PD-L1 blockade engages tumor-infiltrating lymphocytes to co-express targetable activating and inhibitory receptors

Background The clinical benefit of immunotherapeutic approaches against cancer has been well established although complete responses are only observed in a minority of patients. Combination immunotherapy offers an attractive avenue to develop more effective cancer therapies by improving the efficacy and duration of the tumor-specific T-cell response. Here, we aimed at deciphering the mechanisms governing the response to PD-1/PD-L1 checkpoint blockade to support the rational design of combination immunotherapy.

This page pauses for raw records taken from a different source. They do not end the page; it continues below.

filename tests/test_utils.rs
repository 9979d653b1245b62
use actix_web::{middleware::NormalizePath, web, App, HttpServer};
use async_trait::async_trait;
use photographer_portfolio::{
    repositories::catalog::JsonCatalogRepo,
    routes::configure_routes,
    settings::{AppConfig, AppEnvironment, LogFormat},
    AppState,
};
use reqwest::Client;
use serde_json::{json, Value};
use std::{net::TcpListener, sync::Arc, time::Duration};

#[derive(Clone)]
pub struct TestApp {
    pub state: Arc<AppState>,
    pub address: String,
    pub client: Client,
    pub config: AppConfig,
}

impl TestApp {
    pub async fn spawn() -> Self {
        let config = test_config();

        let repo = JsonCatalogRepo::load(&config.data_path)
            .await
            .expect("Failed to load fixture catalog");

        let listener = TcpListener::bind("127.0.0.1:0").unwrap();
        let port = listener.local_addr().unwrap().port();
        let address = format!("http://127.0.0.1:{}", port);

        let state = Arc::new(AppState::new(&config, repo));

        let state_clone = state.clone();
        let server = HttpServer::new(move || {
            App::new()
                .app_data(web::Data::from(state_clone.clone()))
                .wrap(NormalizePath::trim())
                .configure(configure_routes)
        })
        .listen(listener)
        .expect("Failed to bind server")
        .workers(config.worker_count)
        .run();

        tokio::spawn(server);

        // Redirects are asserted on directly, never followed.
        let client = Client::builder()
            .redirect(reqwest::redirect::Policy::none())
            .build()
            .expect("Failed to build HTTP client");

        while client.get(format!("{}/api/v1/health", address)).send().await.is_err() {
            tokio::time::sleep(Duration::from_millis(10)).await;
        }

        Self {
            state,
            address,
            client,
            config,
        }
    }

    pub fn url(&self, path: &str) -> String {
        format!("{}{}", self.address, path)
    }
}

fn fixture(path: &str) -> String {
    format!("{}/tests/fixtures/{}", env!("CARGO_MANIFEST_DIR"), path)
}

fn test_config() -> AppConfig {
    AppConfig {
        env: AppEnvironment::Testing,
        name: "Photographer Portfolio Test".to_string(),
        port: 0,
        host: "127.0.0.1".to_string(),
        worker_count: 1,
        data_path: fixture("photographers.json"),
        asset_root: fixture("assets"),
        cors_allowed_origins: vec!["*".to_string()],
        session_ttl_secs: 60,
        purge_interval_secs: 60,
        log_format: LogFormat::Pretty,
    }
}

#[async_trait]
pub trait PortfolioTestHelpers: Send + Sync {
    async fn get_json(&self, path: &str) -> (reqwest::StatusCode, Value);
    async fn post_json(&self, path: &str, body: &Value) -> (reqwest::StatusCode, Value);
    async fn open_lightbox(&self, photographer_id: u64, index: usize, sort: Option<&str>) -> Value;
    async fn lightbox_action(&self, session_id: &str, action: &str) -> (reqwest::StatusCode, Value);
}

#[async_trait]
impl PortfolioTestHelpers for TestApp {
    async fn get_json(&self, path: &str) -> (reqwest::StatusCode, Value) {
        let response = self
            .client
            .get(self.url(path))
            .send()
            .await
            .expect("Failed to send GET request");
        let status = response.status();
        (status, response.json().await.unwrap_or(Value::Null))
    }

    async fn post_json(&self, path: &str, body: &Value) -> (reqwest::StatusCode, Value) {
        let response = self
            .client
            .post(self.url(path))
            .json(body)
            .send()
            .await
            .expect("Failed to send POST request");
        let status = response.status();
        (status, response.json().await.unwrap_or(Value::Null))
    }

    async fn open_lightbox(&self, photographer_id: u64, index: usize, sort: Option<&str>) -> Value {
        let (status, body) = self
            .post_json(
                &format!("/api/v1/photographers/{}/lightbox", photographer_id),
                &json!({ "index": index, "sort": sort }),
            )
            .await;
        assert_eq!(status, reqwest::StatusCode::CREATED, "open failed: {body}");
        body
    }

    async fn lightbox_action(&self, session_id: &str, action: &str) -> (reqwest::StatusCode, Value) {
        self.post_json(&format!("/api/v1/lightbox/{}/{}", session_id, action), &json!({}))
            .await
    }
}
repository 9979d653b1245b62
use actix_web::web;

use crate::handlers::lightbox;

pub fn config_routes(cfg: &mut web::ServiceConfig) {
    cfg.service(
        web::scope("/lightbox/{session_id}")
            .service(
                web::resource("")
                    .route(web::delete().to(lightbox::close_lightbox))
            )
            .service(
                web::resource("/next")
                    .route(web::post().to(lightbox::next_media))
            )
            .service(
                web::resource("/previous")
                    .route(web::post().to(lightbox::previous_media))
            )
            .service(
                web::resource("/jump")
                    .route(web::post().to(lightbox::jump_to_media))
            )
            .service(
                web::resource("/refresh")
                    .route(web::post().to(lightbox::refresh_lightbox))
            )
            .service(
                web::resource("/key")
                    .route(web::post().to(lightbox::press_key))
            )
    );
}
use actix_web::{web, Either, HttpResponse, Responder};
use tracing::instrument;

use crate::{
    entities::{contact::ContactForm, photographer::PhotographerId},
    errors::AppError,
    AppState,
};

/// Accepts the JSON body sent by scripts and the urlencoded body the detail
/// page's `<form>` posts.
#[instrument(skip(photographer_id, state, form))]
pub async fn submit_contact(
    photographer_id: web::Path<String>,
    state: web::Data<AppState>,
    form: Either<web::Json<ContactForm>, web::Form<ContactForm>>,
) -> Result<impl Responder, AppError> {
    let id: PhotographerId = photographer_id.parse()?;
    let form = match form {
        Either::Left(json) => json.into_inner(),
        Either::Right(form) => form.into_inner(),
    };

    let response = state.contact_handler
        .submit(id, form)
        .await?;

    Ok(HttpResponse::Created().json(response))
}
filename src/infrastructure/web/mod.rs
pub mod templates;
use actix_web::web;

use crate::handlers::{contact, lightbox, photographers};

pub fn config_routes(cfg: &mut web::ServiceConfig) {
    cfg.service(
        web::scope("/photographers")
            .service(
                web::resource("")
                    .route(web::get().to(photographers::list_photographers))
            )
            .service(
                web::resource("/{photographer_id}")
                    .route(web::get().to(photographers::get_photographer))
            )
            .service(
                web::resource("/{photographer_id}/media")
                    .route(web::get().to(photographers::get_photographer_media))
            )
            .service(
                web::resource("/{photographer_id}/lightbox")
                    .route(web::post().to(lightbox::open_lightbox))
            )
            .service(
                web::resource("/{photographer_id}/contact")
                    .route(web::post().to(contact::submit_contact))
            )
    );
}
pub mod assets;
pub mod contact;
pub mod json_error;
pub mod lightbox;
pub mod media;
pub mod pages;
pub mod photographers;
pub mod system;
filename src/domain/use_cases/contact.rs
use chrono::Utc;
use validator::Validate;

use crate::{
    entities::{
        contact::{ContactForm, ContactResponse},
        photographer::PhotographerId,
    },
    errors::AppError,
    repositories::catalog::CatalogRepository,
};

pub struct ContactHandler<R>
where
    R: CatalogRepository,
{
    pub catalog_repo: R,
}

impl<R> ContactHandler<R>
where
    R: CatalogRepository,
{
    pub fn new(catalog_repo: R) -> Self {
        ContactHandler { catalog_repo }
    }

    /// Validates a contact message for a photographer and records it in the
    /// log. Nothing is delivered or stored.
    pub async fn submit(
        &self,
        photographer_id: PhotographerId,
        form: ContactForm,
    ) -> Result<ContactResponse, AppError> {
        let form = form.normalized();
        form.validate()?;

        let photographer = self.catalog_repo.get_photographer(photographer_id).await?;

        tracing::info!(
            photographer_id = %photographer.id,
            photographer = %photographer.name,
            first_name = %form.first_name,
            last_name = %form.last_name,
            email = %form.email,
            message = %form.message,
            "Contact message received"
        );

        Ok(ContactResponse {
            message: "Your message has been received.".to_string(),
            photographer_id: photographer.id,
            recipient: photographer.name,
            received_at: Utc::now(),
        })
    }
}
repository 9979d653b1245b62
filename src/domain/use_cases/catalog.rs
use crate::{
    entities::photographer::{Photographer, PhotographerCard, PhotographerId},
    errors::AppError,
    repositories::catalog::{CatalogCounts, CatalogRepository},
    utils::assets::AssetResolver,
};

pub struct CatalogHandler<R>
where
    R: CatalogRepository,
{
    pub catalog_repo: R,
    pub assets: AssetResolver,
}

impl<R> CatalogHandler<R>
where
    R: CatalogRepository,
{
    pub fn new(catalog_repo: R, assets: AssetResolver) -> Self {
        CatalogHandler { catalog_repo, assets }
    }

    /// Builds the cards shown on the home page
    pub async fn photographer_cards(&self) -> Result<Vec<PhotographerCard>, AppError> {
        let photographers = self.catalog_repo.list_photographers().await?;

        Ok(photographers.iter().map(|p| self.card(p)).collect())
    }

    /// Retrieves a photographer from a raw path segment
    pub async fn get_photographer(&self, raw_id: &str) -> Result<Photographer, AppError> {
        let id: PhotographerId = raw_id.parse()?;
        self.catalog_repo.get_photographer(id).await
    }

    pub async fn counts(&self) -> Result<CatalogCounts, AppError> {
        self.catalog_repo.counts().await
    }

    pub fn card(&self, photographer: &Photographer) -> PhotographerCard {
        PhotographerCard {
            id: photographer.id,
            name: photographer.name.clone(),
            location: photographer.location(),
            tagline: photographer.tagline.clone(),
            day_rate: photographer.day_rate(),
            portrait_url: self.assets.portrait_url(&photographer.portrait),
            profile_url: format!("/photographer/{}", photographer.id),
        }
    }
}
use std::{collections::HashSet, path::Path, sync::Arc};

use async_trait::async_trait;
use serde::Deserialize;
use tokio::fs;

use crate::{
    entities::{
        media::{MediaId, MediaItem},
        photographer::{Photographer, PhotographerId},
    },
    errors::{AppError, CatalogError},
};

#[async_trait]
pub trait CatalogRepository: Send + Sync {
    async fn list_photographers(&self) -> Result<Vec<Photographer>, AppError>;
    async fn get_photographer(&self, id: PhotographerId) -> Result<Photographer, AppError>;
    async fn media_for(&self, id: PhotographerId) -> Result<Vec<MediaItem>, AppError>;
    async fn get_media(&self, id: MediaId) -> Result<MediaItem, AppError>;
    async fn counts(&self) -> Result<CatalogCounts, AppError>;
}

#[derive(Debug, Clone, Copy, PartialEq, Eq, serde::Serialize)]
pub struct CatalogCounts {
    pub photographers: usize,
    pub media: usize,
}

/// The whole of `photographers.json`.
#[derive(Debug, Clone, Deserialize)]
pub struct PortfolioDocument {
    pub photographers: Vec<Photographer>,
    pub media: Vec<MediaItem>,
}

impl PortfolioDocument {
    pub fn from_json(raw: &str) -> Result<Self, CatalogError> {
        let document: PortfolioDocument = serde_json::from_str(raw).map_err(CatalogError::Malformed)?;
        document.check_references()?;
        Ok(document)
    }

    fn check_references(&self) -> Result<(), CatalogError> {
        let mut photographers = HashSet::new();
        for photographer in &self.photographers {
            if !photographers.insert(photographer.id) {
                return Err(CatalogError::DuplicatePhotographer(photographer.id.0));
            }
        }

        let mut media = HashSet::new();
        for item in &self.media {
            if !media.insert(item.id) {
                return Err(CatalogError::DuplicateMedia(item.id.0));
            }
            if !photographers.contains(&item.photographer_id) {
                return Err(CatalogError::UnknownPhotographer {
                    media_id: item.id.0,
                    photographer_id: item.photographer_id.0,
                });
            }
        }

        Ok(())
    }
}

/// Catalog held in memory after a single read of the JSON document.
#[derive(Debug, Clone)]
pub struct JsonCatalogRepo {
    document: Arc<PortfolioDocument>,
}

impl JsonCatalogRepo {
    pub fn new(document: PortfolioDocument) -> Self {
        JsonCatalogRepo { document: Arc::new(document) }
    }

    pub async fn load(path: impl AsRef<Path>) -> Result<Self, CatalogError> {
        let path = path.as_ref();
        let raw = fs::read_to_string(path)
            .await
            .map_err(|e| CatalogError::Read(path.display().to_string(), e))?;

        let document = PortfolioDocument::from_json(&raw)?;
        tracing::info!(
            path = %path.display(),
            photographers = document.photographers.len(),
            media = document.media.len(),
            "Catalog loaded"
        );

        Ok(JsonCatalogRepo::new(document))
    }
}

#[async_trait]
impl CatalogRepository for JsonCatalogRepo {
    async fn list_photographers(&self) -> Result<Vec<Photographer>, AppError> {
        Ok(self.document.photographers.clone())
    }

    async fn get_photographer(&self, id: PhotographerId) -> Result<Photographer, AppError> {
        self.document
            .photographers
            .iter()
            .find(|p| p.id == id)
            .cloned()
            .ok_or_else(|| AppError::NotFound(format!("Photographer {} not found", id)))
    }

    async fn media_for(&self, id: PhotographerId) -> Result<Vec<MediaItem>, AppError> {
        Ok(self
            .document
            .media
            .iter()
            .filter(|m| m.photographer_id == id)
            .cloned()
            .collect())
    }

    async fn get_media(&self, id: MediaId) -> Result<MediaItem, AppError> {
        self.document
            .media
            .iter()
            .find(|m| m.id == id)
            .cloned()
            .ok_or_else(|| AppError::NotFound(format!("Media {} not found", id)))
    }

    async fn counts(&self) -> Result<CatalogCounts, AppError> {
        Ok(CatalogCounts {
            photographers: self.document.photographers.len(),
            media: self.document.media.len(),
        })
    }
}
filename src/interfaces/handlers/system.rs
use actix_web::{get, web, HttpResponse, Responder};
use chrono::Utc;
use humantime::format_duration;
use serde::Serialize;
use std::time::Duration;
use sysinfo::System;

use crate::{constants::START_TIME, repositories::catalog::CatalogCounts, AppState};

#[derive(Serialize)]
struct HealthCheckResponse {
    status: String,
    uptime: String,
    timestamp: String,
    start_at: String,
    version: String,
    memory_usage: String,
    catalog: Option<CatalogCounts>,
    open_lightboxes: usize,
}

#[get("/health")]
pub async fn health_check(state: web::Data<AppState>) -> impl Responder {
    let now_utc = Utc::now();
    let uptime = now_utc.signed_duration_since(*START_TIME);
    let human_uptime = format_duration(Duration::from_secs(uptime.num_seconds().max(0) as u64));

    let catalog = match state.catalog_handler.counts().await {
        Ok(counts) => Some(counts),
        Err(e) => {
            tracing::warn!("Catalog unavailable for health check: {}", e);
            None
        }
    };

    let mut sys = System::new();
    let memory_usage = sysinfo::get_current_pid()
        .ok()
        .and_then(|pid| {
            sys.refresh_processes(sysinfo::ProcessesToUpdate::Some(&[pid]), true);
            sys.process(pid).map(|p| format!("{:.2} MB", p.memory() as f64 / 1024.0 / 1024.0))
        })
        .unwrap_or_else(|| "Unknown".to_string());

    let status = if catalog.is_some() { "healthy" } else { "degraded" };

    HttpResponse::Ok().json(HealthCheckResponse {
        status: status.to_string(),
        uptime: human_uptime.to_string(),
        timestamp: now_utc.to_rfc3339(),
        start_at: START_TIME.to_rfc3339(),
        version: env!("CARGO_PKG_VERSION").to_string(),
        memory_usage,
        catalog,
        open_lightboxes: state.lightbox_sessions.len(),
    })
}
use std::fmt;

use actix_web::{
    error::ResponseError,
    http::{header::ContentType, StatusCode},
    HttpResponse
};
use derive_more::Display;
use serde::Serialize;
use validator::ValidationErrors;

#[derive(Debug)]
pub enum AppError {
    ValidationError(Vec<FieldError>),
    NotFound(String),
    BadRequest(String),
    InternalError(String),
}

impl fmt::Display for AppError {
    fn fmt(&self, f: &mut fmt::Formatter<'_>) -> fmt::Result {
        match self {
            AppError::ValidationError(errors) => {
                let messages = errors.iter()
                    .map(|e| format!("{}:{}", e.field, e.message))
                    .collect::<Vec<_>>()
                    .join(", ");
                write!(f, "validation error: {}", messages)
            }
            AppError::NotFound(msg) => write!(f, "Not found: {}", msg),
            AppError::BadRequest(msg) => write!(f, "Bad request: {}", msg),
            AppError::InternalError(msg) => write!(f, "Internal server error: {}", msg)
        }
    }
}

impl std::error::Error for AppError {}

impl ResponseError for AppError {
    fn error_response(&self) -> HttpResponse {
        let body = match self {
            AppError::ValidationError(errors) => {
                serde_json::json!({
                    "error": "Validation failed",
                    "details": errors
                })
            }
            _ => {
                serde_json::json!({"error": self.to_string()})
            }
        };
        HttpResponse::build(self.status_code())
            .insert_header(ContentType::json())
            .json(body)
    }

    fn status_code(&self) -> StatusCode {
        match self {
            AppError::ValidationError(_) => StatusCode::BAD_REQUEST,
            AppError::NotFound(_) => StatusCode::NOT_FOUND,
            AppError::BadRequest(_) => StatusCode::BAD_REQUEST,
            AppError::InternalError(_) => StatusCode::INTERNAL_SERVER_ERROR,
        }
    }
}

impl From<ValidationErrors> for AppError {
    fn from(errors: ValidationErrors) -> Self {
        let mut field_errors: Vec<FieldError> = errors
            .field_errors()
            .iter()
            .flat_map(|(field, errors)| {
                errors.iter().map(|e| FieldError {
                    field: field.to_string(),
                    message: e
                        .message
                        .as_ref()
                        .map(|s| s.to_string())
                        .unwrap_or_else(|| "Invalid value".to_string()),
                })
            })
            .collect();

        // field_errors() iterates a HashMap
        field_errors.sort_by(|a, b| a.field.cmp(&b.field));

        AppError::ValidationError(field_errors)
    }
}

impl From<serde_json::Error> for AppError {
    fn from(err: serde_json::Error) -> Self {
        AppError::BadRequest(format!("JSON error: {}", err))
    }
}

impl From<std::io::Error> for AppError {
    fn from(err: std::io::Error) -> Self {
        match err.kind() {
            std::io::ErrorKind::NotFound => AppError::NotFound("File not found".into()),
            _ => AppError::InternalError(format!("IO error: {}", err)),
        }
    }
}

impl From<anyhow::Error> for AppError {
    fn from(err: anyhow::Error) -> Self {
        AppError::InternalError(err.to_string())
    }
}

impl From<CarrouselError> for AppError {
    fn from(err: CarrouselError) -> Self {
        match err {
            CarrouselError::EmptyMedia => AppError::NotFound("No media to display".into()),
        }
    }
}

impl From<CatalogError> for AppError {
    fn from(err: CatalogError) -> Self {
        AppError::InternalError(err.to_string())
    }
}

/// Raised when a carrousel is built against an empty media list.
#[derive(Debug, Display, Clone, Copy, PartialEq, Eq)]
pub enum CarrouselError {
    #[display("Carrousel requires at least one media item")]
    EmptyMedia,
}

impl std::error::Error for CarrouselError {}

/// Errors raised while loading `photographers.json`.
#[derive(Debug, Display)]
pub enum CatalogError {
    #[display("Failed to read catalog {_0}: {_1}")]
    Read(String, std::io::Error),

    #[display("Malformed catalog: {_0}")]
    Malformed(serde_json::Error),

    #[display("Duplicate photographer id {_0}")]
    DuplicatePhotographer(u64),

    #[display("Duplicate media id {_0}")]
    DuplicateMedia(u64),

    #[display("Media {media_id} references unknown photographer {photographer_id}")]
    UnknownPhotographer { media_id: u64, photographer_id: u64 },
}

impl std::error::Error for CatalogError {}

/// A media record that does not carry exactly one source file.
#[derive(Debug, Display, Clone, PartialEq, Eq)]
pub enum MediaRecordError {
    #[display("media {_0} has both an image and a video")]
    BothSources(u64),

    #[display("media {_0} has neither an image nor a video")]
    NoSource(u64),
}

impl std::error::Error for MediaRecordError {}

#[derive(Debug, Serialize, Clone, PartialEq, Eq)]
pub struct FieldError {
    pub field: String,
    pub message: String,
}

Methods Mice bearing subcutaneous MC-38 tumors were treated with blocking PD-L1 antibodies. To establish high-dimensional immune signatures of immunotherapy-specific responses, the tumor microenvironment was analyzed by CyTOF mass cytometry using 38 cellular markers. Findings were further examined and validated by flow cytometry and by functional in vivo experiments. Immune profiling was extended to the tumor microenvironment of colorectal cancer patients. Results PD-L1 blockade induced selectively the expansion of tumor-infiltrating CD4(+) and CD8(+) T-cell subsets, co-expressing both activating (ICOS) and inhibitory (LAG-3, PD-1) molecules. By therapeutically co-targeting these molecules on the T-AI cell subsets in vivo by agonistic and antagonist antibodies, we were able to enhance PD-L1 blockade therapy as evidenced by an increased number of T-AI cells within the tumor micro-environment and improved tumor protection. Moreover, T-AI cells were also found in the tumor-microenvironment of colorectal cancer patients. Conclusions This study shows the presence of T cell subsets in the tumor micro-environment expressing both activating and inhibitory receptors. These T-AI cells can be targeted by combined immunotherapy leading to improved survival.